Anderson argues that she is entitled to summary judgment awarding her the maximum statutory damages of $1,000.00. She cites evidence that defendants have been sued two other times in the past year for alleged FDCPA violations and contends that the nature and frequency of defendants’ noncompliance warrants the imposition of the maximum statutory damages to serve as an incentive for future compliance.

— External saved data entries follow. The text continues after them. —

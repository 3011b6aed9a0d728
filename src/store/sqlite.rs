//! # SQLite Student Store
//!
//! Embedded-file engine backed by a sqlx `SqlitePool`. The table uses
//! `AUTOINCREMENT` so rowids are never recycled after a delete.

use std::str::FromStr;

use async_trait::async_trait;
use sqlx::sqlite::{
    SqliteConnectOptions, SqliteJournalMode, SqlitePool, SqlitePoolOptions, SqliteRow,
};
use sqlx::Row;
use tracing::{debug, info};

use super::backend::StudentStore;
use super::errors::{StoreError, StoreResult};
use crate::model::{Student, StudentId, StudentPayload};

const CREATE_TABLE: &str = r#"
    CREATE TABLE IF NOT EXISTS students (
        id INTEGER PRIMARY KEY AUTOINCREMENT,
        name TEXT NOT NULL,
        age INTEGER
    )
"#;

/// SQLite-backed student store
#[derive(Debug, Clone)]
pub struct SqliteStore {
    pool: SqlitePool,
}

impl SqliteStore {
    /// Open (creating if missing) the database at `location` and ensure the
    /// schema exists.
    ///
    /// `location` is either a plain file path or a `sqlite:` URL. In-memory
    /// locations are pinned to one connection regardless of `max_connections`.
    pub async fn connect(location: &str, max_connections: u32) -> StoreResult<Self> {
        if is_in_memory(location) {
            let options = SqliteConnectOptions::from_str(location)
                .or_else(|_| SqliteConnectOptions::from_str("sqlite::memory:"))
                .map_err(|e| StoreError::init(format!("invalid sqlite url {location:?}: {e}")))?;
            let store = Self::single_connection(options).await?;
            info!(location, "SQLite in-memory store initialized");
            return Ok(store);
        }

        let base = if location.starts_with("sqlite:") {
            SqliteConnectOptions::from_str(location)
                .map_err(|e| StoreError::init(format!("invalid sqlite url {location:?}: {e}")))?
        } else {
            SqliteConnectOptions::new().filename(location)
        };
        let options = base
            .create_if_missing(true)
            .journal_mode(SqliteJournalMode::Wal);

        let pool = SqlitePoolOptions::new()
            .max_connections(max_connections)
            .connect_with(options)
            .await
            .map_err(|e| StoreError::init(format!("unable to open sqlite {location:?}: {e}")))?;

        let store = Self::with_pool(pool).await?;
        info!(location, "SQLite store initialized");
        Ok(store)
    }

    /// Private in-memory database, mostly for tests.
    ///
    /// Every SQLite in-memory connection is its own database, so the pool is
    /// pinned to a single connection that is never recycled.
    pub async fn in_memory() -> StoreResult<Self> {
        let options = SqliteConnectOptions::from_str("sqlite::memory:")
            .map_err(|e| StoreError::init(e.to_string()))?;
        Self::single_connection(options).await
    }

    async fn single_connection(options: SqliteConnectOptions) -> StoreResult<Self> {
        let pool = SqlitePoolOptions::new()
            .max_connections(1)
            .min_connections(1)
            .idle_timeout(None)
            .max_lifetime(None)
            .connect_with(options)
            .await
            .map_err(|e| StoreError::init(format!("unable to open in-memory sqlite: {e}")))?;

        Self::with_pool(pool).await
    }

    /// Wrap an existing pool, creating the table if needed
    pub async fn with_pool(pool: SqlitePool) -> StoreResult<Self> {
        sqlx::query(CREATE_TABLE)
            .execute(&pool)
            .await
            .map_err(|e| StoreError::init(format!("failed to create students table: {e}")))?;
        Ok(Self { pool })
    }

    pub fn pool(&self) -> &SqlitePool {
        &self.pool
    }
}

fn is_in_memory(location: &str) -> bool {
    location == ":memory:"
        || location.starts_with("sqlite::memory:")
        || location.contains("mode=memory")
}

fn row_to_student(row: &SqliteRow) -> Result<Student, sqlx::Error> {
    Ok(Student {
        id: row.try_get("id")?,
        name: row.try_get("name")?,
        age: row.try_get("age")?,
    })
}

#[async_trait]
impl StudentStore for SqliteStore {
    async fn create_student(&self, candidate: &StudentPayload) -> StoreResult<StudentId> {
        let result = sqlx::query("INSERT INTO students (name, age) VALUES (?, ?)")
            .bind(candidate.name.as_str())
            .bind(candidate.age)
            .execute(&self.pool)
            .await
            .map_err(|e| StoreError::storage("create_student", e))?;

        let id = result.last_insert_rowid();
        debug!(student_id = id, "student inserted");
        Ok(id)
    }

    async fn get_student(&self, id: StudentId) -> StoreResult<Student> {
        let row = sqlx::query("SELECT id, name, age FROM students WHERE id = ?")
            .bind(id)
            .fetch_optional(&self.pool)
            .await
            .map_err(|e| StoreError::storage("get_student", e))?
            .ok_or(StoreError::NotFound(id))?;

        row_to_student(&row).map_err(|e| StoreError::storage("get_student", e))
    }

    async fn update_student(
        &self,
        id: StudentId,
        replacement: &StudentPayload,
    ) -> StoreResult<()> {
        let result = sqlx::query("UPDATE students SET name = ?, age = ? WHERE id = ?")
            .bind(replacement.name.as_str())
            .bind(replacement.age)
            .bind(id)
            .execute(&self.pool)
            .await
            .map_err(|e| StoreError::storage("update_student", e))?;

        if result.rows_affected() == 0 {
            return Err(StoreError::NotFound(id));
        }
        Ok(())
    }

    async fn delete_student(&self, id: StudentId) -> StoreResult<()> {
        let result = sqlx::query("DELETE FROM students WHERE id = ?")
            .bind(id)
            .execute(&self.pool)
            .await
            .map_err(|e| StoreError::storage("delete_student", e))?;

        if result.rows_affected() == 0 {
            return Err(StoreError::NotFound(id));
        }
        Ok(())
    }

    async fn list_students(&self) -> StoreResult<Vec<Student>> {
        let rows = sqlx::query("SELECT id, name, age FROM students ORDER BY id")
            .fetch_all(&self.pool)
            .await
            .map_err(|e| StoreError::storage("list_students", e))?;

        rows.iter()
            .map(row_to_student)
            .collect::<Result<Vec<_>, _>>()
            .map_err(|e| StoreError::storage("list_students", e))
    }
}
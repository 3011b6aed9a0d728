//! student-service entry point
//!
//! Parses arguments and dispatches through `cli::run`. Any error is fatal:
//! it is printed to stderr and the process exits with status 1.

use student_service::cli;

fn main() {
    if let Err(e) = cli::run() {
        eprintln!("{}", e);
        std::process::exit(1);
    }
}
//! CLI command implementations
//!
//! Startup is fail-fast: if the store cannot be opened or its table cannot
//! be created, the command returns a fatal error and no server is started.

use std::path::Path;

use serde_json::json;
use tokio::runtime::Runtime;
use tracing::{error, info};

use crate::http_server::HttpServer;
use crate::observability;
use crate::store::{open_store, SharedStore};

use super::args::Command;
use super::config::ServiceConfig;
use super::errors::{CliError, CliResult};

/// Main CLI entry point
///
/// Parses arguments and dispatches to the appropriate command.
/// This is the only function that main.rs should call.
pub fn run() -> CliResult<()> {
    let cli = super::args::Cli::parse_args();
    run_command(cli.command)
}

/// Run the appropriate command based on CLI args
pub fn run_command(cmd: Command) -> CliResult<()> {
    match cmd {
        Command::Serve { config, port } => serve(config.as_deref(), port),
        Command::Init { config } => init(config.as_deref()),
    }
}

/// Open the store and serve the HTTP API until Ctrl-C
pub fn serve(config_path: Option<&Path>, port: Option<u16>) -> CliResult<()> {
    let mut config = ServiceConfig::load(config_path)?;
    if let Some(port) = port {
        config.http.port = port;
    }
    observability::init(&config.logging);

    let rt = runtime()?;
    rt.block_on(async {
        let store = boot_store(&config).await?;
        let server = HttpServer::with_config(config.http.clone(), store);

        server.start().await.map_err(|e| {
            error!(error = %e, "HTTP server failed");
            CliError::serve_failed(format!("HTTP server failed: {}", e))
        })
    })
}

/// Create the students table for the configured backend and exit
pub fn init(config_path: Option<&Path>) -> CliResult<()> {
    let config = ServiceConfig::load(config_path)?;
    observability::init(&config.logging);
    init_with(&config)
}

fn init_with(config: &ServiceConfig) -> CliResult<()> {
    let rt = runtime()?;
    rt.block_on(boot_store(config))?;

    println!(
        "{}",
        json!({"initialized": true, "backend": config.database.backend.as_str()})
    );
    Ok(())
}

fn runtime() -> CliResult<Runtime> {
    Runtime::new()
        .map_err(|e| CliError::boot_failed(format!("Failed to create tokio runtime: {}", e)))
}

async fn boot_store(config: &ServiceConfig) -> CliResult<SharedStore> {
    let store = open_store(&config.database).await.map_err(|e| {
        error!(error = %e, backend = %config.database.backend, "store initialization failed");
        CliError::boot_failed(e.to_string())
    })?;

    info!(backend = %config.database.backend, "student store ready");
    Ok(store)
}

#[cfg(test)]
mod tests {
    use super::super::errors::CliErrorCode;
    use super::*;
    use tempfile::TempDir;

    fn sqlite_config(db_path: &Path) -> ServiceConfig {
        let mut config = ServiceConfig::default();
        config.database.sqlite_path = db_path.to_string_lossy().to_string();
        config
    }

    #[test]
    fn test_init_creates_sqlite_database() {
        let temp_dir = TempDir::new().unwrap();
        let db_path = temp_dir.path().join("students.db");

        init_with(&sqlite_config(&db_path)).unwrap();
        assert!(db_path.exists());
    }

    #[test]
    fn test_init_fails_fast_on_unopenable_store() {
        let temp_dir = TempDir::new().unwrap();
        let db_path = temp_dir.path().join("no").join("such").join("students.db");

        let err = init_with(&sqlite_config(&db_path)).unwrap_err();
        assert_eq!(err.code(), &CliErrorCode::BootFailed);
    }

    #[test]
    fn test_missing_config_file_is_config_error() {
        let temp_dir = TempDir::new().unwrap();
        let err = init(Some(&temp_dir.path().join("absent.json"))).unwrap_err();
        assert_eq!(err.code(), &CliErrorCode::ConfigError);
    }
}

Defendants argue that nothing in the language of the FDCPA suggests that Congress intended for the Court to consider other, non-proven allegations of FDCPA violations when determining the appropriate amount of statutory damages. Instead, defendants contend that the Court should consider only conduct relating to the action before it. Defendants also point out that both of the cases cited by Anderson have been dismissed with prejudice, apparently pursuant to settlements.
The Court concludes that Anderson is not entitled to summary judgment awarding her the maximum $1,000.00 in statutory damages. Even if the Court could consider FDCPA violations unrelated to this case in determining the appropriate amount of statutory damages, Anderson has failed to present any competent evidence of such violations. The fact that defendants were sued in other FDCPA cases, which were subsequently dismissed, does not establish that defendants committed the FDCPA violations alleged in those cases. As for defendants’ conduct in this case, it certainly does not indicate that they frequently or persistently or intentionally failed to comply with the FDCPA. To the contrary, defendants’ violation of the FDCPA in this case appears to have been isolated and inadvertent. Consequently, Anderson has presented no evidence to justify an award of the maximum amount of statutory damages.
II. State Law Claim
Defendants contend that Anderson has failed to present any evidence that they engaged in the extreme or outrageous conduct necessary to support a claim for intentional infliction of emotional distress. In response, Anderson has apparently abandoned her state law claim and asserts instead that she is entitled to recover damages for her emotional distress under theFDCPA.
The Court concludes that defendants are entitled to summary judgment on Anderson’s state law claim for intentional infliction of emotional distress. Such a claim “must be based on evidence of extreme and outrageous conduct by which one intentionally or recklessly causes severe emotional distress.” Vidrine v. American Professional Credit, Inc., 223 Ga.App. 357, 360, 477 S.E.2d 602 (1996). Anderson has presented no such evidence in this case.
For the foregoing reasons, the Court GRANTS IN PART and DENIES IN PART plaintiff’s motion for partial summary judgment [# 48-1]; GRANTS IN PART and DENIES IN PART defendants’ motion for summary judgment [# 54-1]; and DISMISSES plaintiff’s state 1385*1385 law claim for intentional infliction of emotional distress.